Silk Road Initiatives: An Alternative Future for Afghanistan
Sreemati Ganguli
Fellow, Department of History, University of Calcutta
email: sreematig@gmail.com
 

Afghanistan is being focused in a number of Silk Road initiatives as the bridgehead of inter-regional trade cooperation between South and Central Asia; a welcome change from its stigma of being the centre of insecurity for the last thirty years.

The first such initiative by the US to promote the broad idea of a ‘revival of the fundamental basis for the Silk Road’ in the Central and South Asian region was promoted during former Secretary of State Condoleeza Rice’s visit to the region in October 2005. For the US, such a revival will create new areas of cooperation like trade, transport, energy, democracy and communications among the states of Central and South Asia. It will expand also relations among these states and Europe, Turkey, Japan, NATO and OSCE and, in the long run, help create a fully integrated Greater Central Asia-South Asia region.

The CAREC-ADB initiative is another project of transport corridors along Eurasia to promote regional cooperation. The programme gathers together the five Central Asian states, as well as Afghanistan, Mongolia and Azerbaijan and six international financial institutions (the Asian Development Bank, the EBRD, the IMF, the IDB, the WB and the UNDP).

In an interesting development, NATO termed its project to provide high-speed and effective satellite channel access to the Internet and to the European Scientific and Educational Networks in the region as the ‘Virtual Silk Highway’. The beneficiary states are Afghanistan, Armenia, Azerbaijan, Georgia, Kazakhstan, Kyrgyzstan, Tajikistan, Turkmenistan, and Uzbekistan.

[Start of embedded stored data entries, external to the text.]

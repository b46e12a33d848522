//! Unquoted argument scanning.

use confetti_util::{Error, Result, Span};

use crate::token::{Token, TokenFlags};
use crate::unicode::{char_flags, CharFlags};
use crate::utf8::{decode, Decoded};

use super::Lexer;

impl Lexer<'_> {
    /// Scans an unquoted argument starting at an argument character or a
    /// leading escape.
    ///
    /// The run stops, without consuming the stopping scalar, at the first
    /// non-argument character, at `(` when expression arguments are
    /// enabled, and at any position where a user-declared punctuator
    /// matches.
    pub(super) fn scan_unquoted(&self, start: usize) -> Result<Token> {
        let src = self.cursor.source();
        let mut at = start;
        loop {
            let (ch, len) = match decode(src, at) {
                Decoded::End => break,
                Decoded::Malformed => return Err(Error::illegal_byte_sequence(at)),
                Decoded::Scalar { ch, len } => (ch, len),
            };

            if ch == '\\' {
                at += 1;
                let (esc, esc_len) = match decode(src, at) {
                    Decoded::End => {
                        return Err(Error::bad_syntax(at, "illegal escape character"))
                    }
                    Decoded::Malformed => return Err(Error::illegal_byte_sequence(at)),
                    Decoded::Scalar { ch, len } => (ch, len),
                };
                if !char_flags(esc).intersects(CharFlags::ESCAPABLE) {
                    return Err(Error::bad_syntax(at, "illegal escape character"));
                }
                self.check_bidi(esc, at)?;
                at += esc_len;
                continue;
            }

            let flags = char_flags(ch);
            if !flags.contains(CharFlags::ARGUMENT) {
                break;
            }
            self.check_bidi(ch, at)?;

            // The expression extension reserves '(' as a token of its own.
            if self.options.extensions.expression_arguments && ch == '(' {
                break;
            }

            // A user-declared punctuator beginning here ends this
            // argument; the punctuator becomes the next token.
            if let Some(index) = &self.punctuators {
                if index.longest_match(&src[at..], ch).is_some() {
                    break;
                }
            }

            at += len;
        }
        Ok(Token::argument(Span::new(start, at), TokenFlags::empty(), 0))
    }
}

In September 2011, Secretary of State Hillary Rodham Clinton, Afghan Foreign Minister Zalmay Rassoul and German Foreign Minister Guido Westerwelle co-chaired the New Silk Road Ministerial, hosted by the German Mission in New York City on September 22, 2011. It was a follow-up of what Secretary Clinton outlined in a speech in Chennai (http://1.usa.gov/rhyHB5), India, on 20 July, about her vision of a ‘New Silk Road’ linking markets in South and Central Asia, with Afghanistan at its heart. The idea is that ‘lasting stability and security go hand in hand with economic opportunity’ and so, an Afghanistan with better economic partnership with its neighbours would become the reason for enhanced security and stability for the region covering Central and South Asia as a whole.

In the post-withdrawal, post-2014 phase, the promotion of Silk Road initiatives projects an alternative scenario for the US, regional countries and, most importantly, for Afghanistan. For the US, the strategic dilemma remains how to engage in Afghanistan and in the wider region on a long-term basis. The Silk Road strategy offers a better alternative as it provides the option of economic engagement with a regional dimension - it engages the US with not only Afghanistan, but also with South Asia and Central Asia - two regions with enormous economic potential in terms of trade and energy. This well-conceived strategy also shows another other face of the US - cooperative, not interventionist. 

For the South Asian region, the initiatives offer another opportunity, apart from SAARC, to cooperate in areas of trade and transport. A region where past memories of partition and present politics of distrust are the main impediments to cooperation and development, the Silk Road initiatives offer prospects for a better future. The historical metaphor of Silk Road, which stands for regional and inter-regional cooperation, might help the countries of South Asia to go beyond historical baggage.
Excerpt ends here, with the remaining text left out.